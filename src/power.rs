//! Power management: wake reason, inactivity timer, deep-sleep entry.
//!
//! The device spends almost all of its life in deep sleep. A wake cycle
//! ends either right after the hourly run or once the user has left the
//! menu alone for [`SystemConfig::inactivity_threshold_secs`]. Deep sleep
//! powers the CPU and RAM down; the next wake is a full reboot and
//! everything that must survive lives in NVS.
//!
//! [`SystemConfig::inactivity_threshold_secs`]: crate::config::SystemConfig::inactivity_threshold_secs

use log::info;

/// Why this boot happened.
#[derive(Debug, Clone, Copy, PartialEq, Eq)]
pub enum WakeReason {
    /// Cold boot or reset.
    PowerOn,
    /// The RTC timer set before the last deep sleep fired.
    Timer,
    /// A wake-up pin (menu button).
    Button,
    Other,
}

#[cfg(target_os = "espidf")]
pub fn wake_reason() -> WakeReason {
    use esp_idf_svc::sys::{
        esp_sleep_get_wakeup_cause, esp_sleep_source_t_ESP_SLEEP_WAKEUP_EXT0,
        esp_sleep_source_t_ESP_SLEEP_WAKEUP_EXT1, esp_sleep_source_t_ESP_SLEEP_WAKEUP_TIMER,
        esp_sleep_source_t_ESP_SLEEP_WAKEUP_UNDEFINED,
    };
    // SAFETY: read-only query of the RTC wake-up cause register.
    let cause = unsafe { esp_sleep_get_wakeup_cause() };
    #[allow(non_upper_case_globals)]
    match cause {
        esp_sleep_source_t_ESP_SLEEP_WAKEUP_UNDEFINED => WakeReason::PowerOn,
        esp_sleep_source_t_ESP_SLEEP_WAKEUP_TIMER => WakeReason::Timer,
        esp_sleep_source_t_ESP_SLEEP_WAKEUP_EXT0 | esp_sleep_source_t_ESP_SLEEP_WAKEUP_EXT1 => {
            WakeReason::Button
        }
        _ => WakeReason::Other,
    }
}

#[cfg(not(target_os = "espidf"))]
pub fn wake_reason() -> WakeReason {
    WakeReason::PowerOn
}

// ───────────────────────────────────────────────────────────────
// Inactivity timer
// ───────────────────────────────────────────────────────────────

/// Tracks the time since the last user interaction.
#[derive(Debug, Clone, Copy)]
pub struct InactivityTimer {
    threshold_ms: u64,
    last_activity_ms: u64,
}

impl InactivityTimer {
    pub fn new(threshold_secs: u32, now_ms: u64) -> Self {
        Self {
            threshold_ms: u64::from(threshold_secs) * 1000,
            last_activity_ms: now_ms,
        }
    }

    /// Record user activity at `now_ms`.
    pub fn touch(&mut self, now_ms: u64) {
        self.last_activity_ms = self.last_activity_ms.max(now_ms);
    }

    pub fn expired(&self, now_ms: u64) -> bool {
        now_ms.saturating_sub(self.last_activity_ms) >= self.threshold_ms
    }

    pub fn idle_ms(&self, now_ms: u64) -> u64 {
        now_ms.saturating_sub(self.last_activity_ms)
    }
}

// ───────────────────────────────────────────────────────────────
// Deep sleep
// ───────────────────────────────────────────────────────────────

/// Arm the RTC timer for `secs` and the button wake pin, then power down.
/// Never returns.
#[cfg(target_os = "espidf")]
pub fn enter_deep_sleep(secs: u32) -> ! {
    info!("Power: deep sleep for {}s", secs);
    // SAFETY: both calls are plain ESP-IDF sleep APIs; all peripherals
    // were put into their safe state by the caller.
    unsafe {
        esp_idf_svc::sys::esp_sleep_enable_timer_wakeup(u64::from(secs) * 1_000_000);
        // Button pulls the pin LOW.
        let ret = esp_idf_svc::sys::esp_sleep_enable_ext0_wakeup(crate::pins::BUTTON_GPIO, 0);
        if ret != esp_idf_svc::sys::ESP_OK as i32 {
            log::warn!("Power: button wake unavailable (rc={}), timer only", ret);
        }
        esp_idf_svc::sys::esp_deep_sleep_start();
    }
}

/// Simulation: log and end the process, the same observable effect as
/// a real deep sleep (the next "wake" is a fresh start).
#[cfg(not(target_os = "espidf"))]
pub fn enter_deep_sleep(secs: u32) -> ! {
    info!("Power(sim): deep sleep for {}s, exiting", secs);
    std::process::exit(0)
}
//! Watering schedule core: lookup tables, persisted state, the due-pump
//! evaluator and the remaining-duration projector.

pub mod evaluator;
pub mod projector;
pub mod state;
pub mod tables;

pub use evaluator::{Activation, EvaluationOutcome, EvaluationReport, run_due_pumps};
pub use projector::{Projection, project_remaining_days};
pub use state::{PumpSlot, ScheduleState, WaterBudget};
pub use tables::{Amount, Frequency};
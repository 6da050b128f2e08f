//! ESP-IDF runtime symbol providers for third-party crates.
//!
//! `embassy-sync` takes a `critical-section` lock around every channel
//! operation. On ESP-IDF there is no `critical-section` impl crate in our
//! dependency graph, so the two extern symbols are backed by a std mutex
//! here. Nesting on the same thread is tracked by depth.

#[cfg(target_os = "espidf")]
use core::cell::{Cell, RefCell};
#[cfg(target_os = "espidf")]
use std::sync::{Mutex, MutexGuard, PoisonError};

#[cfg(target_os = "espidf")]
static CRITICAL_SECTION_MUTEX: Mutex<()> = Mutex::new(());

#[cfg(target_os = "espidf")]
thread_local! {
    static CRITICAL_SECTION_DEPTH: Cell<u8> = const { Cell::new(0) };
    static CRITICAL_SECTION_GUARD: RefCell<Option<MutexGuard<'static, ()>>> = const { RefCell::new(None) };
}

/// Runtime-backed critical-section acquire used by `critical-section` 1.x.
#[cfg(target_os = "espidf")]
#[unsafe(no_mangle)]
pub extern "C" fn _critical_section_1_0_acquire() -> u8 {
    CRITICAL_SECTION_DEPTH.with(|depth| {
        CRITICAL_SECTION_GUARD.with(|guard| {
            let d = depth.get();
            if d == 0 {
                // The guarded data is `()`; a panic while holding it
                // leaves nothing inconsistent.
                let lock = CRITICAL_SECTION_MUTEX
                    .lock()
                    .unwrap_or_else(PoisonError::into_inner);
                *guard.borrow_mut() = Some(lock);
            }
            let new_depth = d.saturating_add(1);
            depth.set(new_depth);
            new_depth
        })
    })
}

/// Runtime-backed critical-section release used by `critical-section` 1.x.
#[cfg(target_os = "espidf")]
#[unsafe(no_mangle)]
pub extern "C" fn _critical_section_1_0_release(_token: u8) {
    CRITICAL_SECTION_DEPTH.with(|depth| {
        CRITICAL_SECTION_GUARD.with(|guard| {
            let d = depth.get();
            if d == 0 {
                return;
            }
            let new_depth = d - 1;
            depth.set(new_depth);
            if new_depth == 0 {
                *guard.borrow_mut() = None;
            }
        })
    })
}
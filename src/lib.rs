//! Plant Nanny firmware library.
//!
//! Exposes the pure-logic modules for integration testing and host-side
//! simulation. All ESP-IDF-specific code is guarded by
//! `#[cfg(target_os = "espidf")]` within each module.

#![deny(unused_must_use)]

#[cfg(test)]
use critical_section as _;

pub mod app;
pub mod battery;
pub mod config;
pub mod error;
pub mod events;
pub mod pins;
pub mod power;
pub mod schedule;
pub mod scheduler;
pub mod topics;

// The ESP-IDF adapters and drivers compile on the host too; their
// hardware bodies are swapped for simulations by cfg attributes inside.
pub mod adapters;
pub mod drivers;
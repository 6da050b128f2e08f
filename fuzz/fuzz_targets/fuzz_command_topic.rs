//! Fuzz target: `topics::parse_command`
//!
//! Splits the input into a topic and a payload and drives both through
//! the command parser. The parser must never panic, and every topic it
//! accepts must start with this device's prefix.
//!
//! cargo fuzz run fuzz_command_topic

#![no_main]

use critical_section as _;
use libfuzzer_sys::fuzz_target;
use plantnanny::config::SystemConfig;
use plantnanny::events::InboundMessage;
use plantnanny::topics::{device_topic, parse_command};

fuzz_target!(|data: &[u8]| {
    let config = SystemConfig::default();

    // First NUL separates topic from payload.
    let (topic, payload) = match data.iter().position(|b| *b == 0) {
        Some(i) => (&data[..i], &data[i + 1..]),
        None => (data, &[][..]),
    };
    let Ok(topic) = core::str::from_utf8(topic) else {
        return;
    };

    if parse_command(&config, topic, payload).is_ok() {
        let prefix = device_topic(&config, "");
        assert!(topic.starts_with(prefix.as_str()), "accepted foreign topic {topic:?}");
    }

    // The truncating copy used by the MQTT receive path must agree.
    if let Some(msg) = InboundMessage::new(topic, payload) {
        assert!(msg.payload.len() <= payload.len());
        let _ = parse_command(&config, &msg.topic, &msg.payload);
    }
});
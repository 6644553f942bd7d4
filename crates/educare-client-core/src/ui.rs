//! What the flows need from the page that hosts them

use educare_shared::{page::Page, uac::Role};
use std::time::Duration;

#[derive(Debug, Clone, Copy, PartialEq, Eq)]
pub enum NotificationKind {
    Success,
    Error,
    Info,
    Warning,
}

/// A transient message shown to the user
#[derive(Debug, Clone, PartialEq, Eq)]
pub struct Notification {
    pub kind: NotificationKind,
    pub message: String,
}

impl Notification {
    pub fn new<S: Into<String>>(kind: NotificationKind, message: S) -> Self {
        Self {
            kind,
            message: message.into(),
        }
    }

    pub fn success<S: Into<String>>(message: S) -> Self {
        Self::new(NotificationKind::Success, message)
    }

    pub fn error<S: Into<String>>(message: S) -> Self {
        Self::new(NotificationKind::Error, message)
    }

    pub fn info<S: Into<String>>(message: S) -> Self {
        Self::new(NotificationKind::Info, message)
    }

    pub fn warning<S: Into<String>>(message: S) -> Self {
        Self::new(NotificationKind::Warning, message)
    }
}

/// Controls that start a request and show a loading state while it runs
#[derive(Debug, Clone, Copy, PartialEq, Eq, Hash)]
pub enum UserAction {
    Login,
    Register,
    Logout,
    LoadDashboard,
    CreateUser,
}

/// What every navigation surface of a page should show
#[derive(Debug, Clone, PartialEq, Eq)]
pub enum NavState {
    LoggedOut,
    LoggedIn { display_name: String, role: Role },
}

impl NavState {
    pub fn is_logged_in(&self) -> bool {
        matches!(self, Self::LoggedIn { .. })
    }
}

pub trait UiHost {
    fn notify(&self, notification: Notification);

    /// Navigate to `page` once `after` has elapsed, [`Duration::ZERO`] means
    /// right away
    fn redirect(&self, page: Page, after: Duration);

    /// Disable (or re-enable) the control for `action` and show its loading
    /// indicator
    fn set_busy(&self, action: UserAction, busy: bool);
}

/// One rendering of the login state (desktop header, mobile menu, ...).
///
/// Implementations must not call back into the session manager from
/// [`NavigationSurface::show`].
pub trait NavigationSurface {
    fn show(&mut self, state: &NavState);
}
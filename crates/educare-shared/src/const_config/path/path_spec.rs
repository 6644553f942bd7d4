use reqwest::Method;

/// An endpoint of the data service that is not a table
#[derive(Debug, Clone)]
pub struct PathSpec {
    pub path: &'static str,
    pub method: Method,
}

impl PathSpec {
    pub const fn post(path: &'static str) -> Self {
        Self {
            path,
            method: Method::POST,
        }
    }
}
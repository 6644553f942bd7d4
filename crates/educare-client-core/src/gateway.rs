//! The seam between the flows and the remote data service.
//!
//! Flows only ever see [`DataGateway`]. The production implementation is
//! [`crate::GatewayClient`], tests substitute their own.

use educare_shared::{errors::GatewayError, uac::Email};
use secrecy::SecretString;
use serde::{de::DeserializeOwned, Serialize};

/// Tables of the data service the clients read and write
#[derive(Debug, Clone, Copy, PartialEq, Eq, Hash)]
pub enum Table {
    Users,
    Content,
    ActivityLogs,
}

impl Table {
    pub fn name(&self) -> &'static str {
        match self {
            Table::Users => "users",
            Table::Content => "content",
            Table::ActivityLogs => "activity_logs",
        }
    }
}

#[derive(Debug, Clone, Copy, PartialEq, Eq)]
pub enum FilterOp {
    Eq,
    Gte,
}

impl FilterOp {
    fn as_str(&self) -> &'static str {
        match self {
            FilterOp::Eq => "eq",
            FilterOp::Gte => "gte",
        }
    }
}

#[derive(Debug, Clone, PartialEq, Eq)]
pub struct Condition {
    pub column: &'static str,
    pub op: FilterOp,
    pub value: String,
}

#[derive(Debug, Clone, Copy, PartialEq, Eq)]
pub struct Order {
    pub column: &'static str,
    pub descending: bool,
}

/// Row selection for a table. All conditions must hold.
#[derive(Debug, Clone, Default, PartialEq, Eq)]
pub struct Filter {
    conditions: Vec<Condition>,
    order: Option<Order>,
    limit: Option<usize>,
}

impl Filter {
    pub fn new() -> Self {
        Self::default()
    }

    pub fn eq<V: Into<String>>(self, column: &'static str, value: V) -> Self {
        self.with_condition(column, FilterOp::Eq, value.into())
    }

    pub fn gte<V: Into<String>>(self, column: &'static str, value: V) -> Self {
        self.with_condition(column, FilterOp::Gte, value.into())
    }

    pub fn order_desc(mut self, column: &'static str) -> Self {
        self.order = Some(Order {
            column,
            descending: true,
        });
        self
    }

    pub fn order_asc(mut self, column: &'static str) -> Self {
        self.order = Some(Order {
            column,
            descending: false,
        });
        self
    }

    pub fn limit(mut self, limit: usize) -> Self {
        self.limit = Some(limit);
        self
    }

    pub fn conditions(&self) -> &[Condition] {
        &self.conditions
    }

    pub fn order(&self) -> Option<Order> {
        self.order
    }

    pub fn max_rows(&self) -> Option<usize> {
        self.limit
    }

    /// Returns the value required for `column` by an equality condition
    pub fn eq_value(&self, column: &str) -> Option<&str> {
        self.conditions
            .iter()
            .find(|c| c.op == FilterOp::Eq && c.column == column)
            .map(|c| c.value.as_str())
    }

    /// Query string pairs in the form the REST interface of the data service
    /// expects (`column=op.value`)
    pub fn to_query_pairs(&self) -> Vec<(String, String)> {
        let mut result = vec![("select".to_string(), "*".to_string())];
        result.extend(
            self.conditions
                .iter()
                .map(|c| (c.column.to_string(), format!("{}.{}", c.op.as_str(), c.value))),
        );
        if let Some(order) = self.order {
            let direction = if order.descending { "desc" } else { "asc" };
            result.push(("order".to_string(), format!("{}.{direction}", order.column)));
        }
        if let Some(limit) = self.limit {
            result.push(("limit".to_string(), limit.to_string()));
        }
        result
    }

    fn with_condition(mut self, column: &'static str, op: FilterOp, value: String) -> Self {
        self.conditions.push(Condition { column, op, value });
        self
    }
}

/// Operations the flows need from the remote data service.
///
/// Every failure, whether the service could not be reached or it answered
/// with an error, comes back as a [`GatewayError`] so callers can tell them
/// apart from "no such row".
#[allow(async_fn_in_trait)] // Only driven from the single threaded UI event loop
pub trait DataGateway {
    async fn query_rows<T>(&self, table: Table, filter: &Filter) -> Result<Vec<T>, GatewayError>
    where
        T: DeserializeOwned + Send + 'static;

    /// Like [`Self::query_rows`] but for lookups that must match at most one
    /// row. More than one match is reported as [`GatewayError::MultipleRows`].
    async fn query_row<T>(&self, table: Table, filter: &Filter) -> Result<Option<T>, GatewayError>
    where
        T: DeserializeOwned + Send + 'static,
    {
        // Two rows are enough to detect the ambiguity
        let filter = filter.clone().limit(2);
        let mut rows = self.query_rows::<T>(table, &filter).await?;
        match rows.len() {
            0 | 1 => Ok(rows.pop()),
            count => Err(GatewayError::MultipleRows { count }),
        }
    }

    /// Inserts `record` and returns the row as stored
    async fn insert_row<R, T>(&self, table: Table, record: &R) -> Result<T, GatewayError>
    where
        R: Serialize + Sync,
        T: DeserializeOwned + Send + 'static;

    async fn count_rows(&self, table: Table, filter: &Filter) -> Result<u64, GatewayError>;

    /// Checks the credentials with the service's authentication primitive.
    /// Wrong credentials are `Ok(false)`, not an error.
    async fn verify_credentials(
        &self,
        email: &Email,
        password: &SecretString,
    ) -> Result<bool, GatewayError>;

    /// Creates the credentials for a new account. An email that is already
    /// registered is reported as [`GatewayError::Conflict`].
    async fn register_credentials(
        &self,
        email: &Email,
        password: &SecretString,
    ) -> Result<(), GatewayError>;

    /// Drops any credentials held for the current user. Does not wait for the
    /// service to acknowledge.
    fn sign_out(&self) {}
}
* * * * *
» **Your task**:
Check the entries above line by line and return each one containing the word "Some".

» **Written response**:
                *guard.borrow_mut() = Some(lock);
        Some(i) => (&data[..i], &data[i + 1..]),
    if let Some(msg) = InboundMessage::new(topic, payload) {
        self.order = Some(Order {
        self.order = Some(Order {
        self.limit = Some(limit);
        if let Some(order) = self.order {
        if let Some(limit) = self.limit {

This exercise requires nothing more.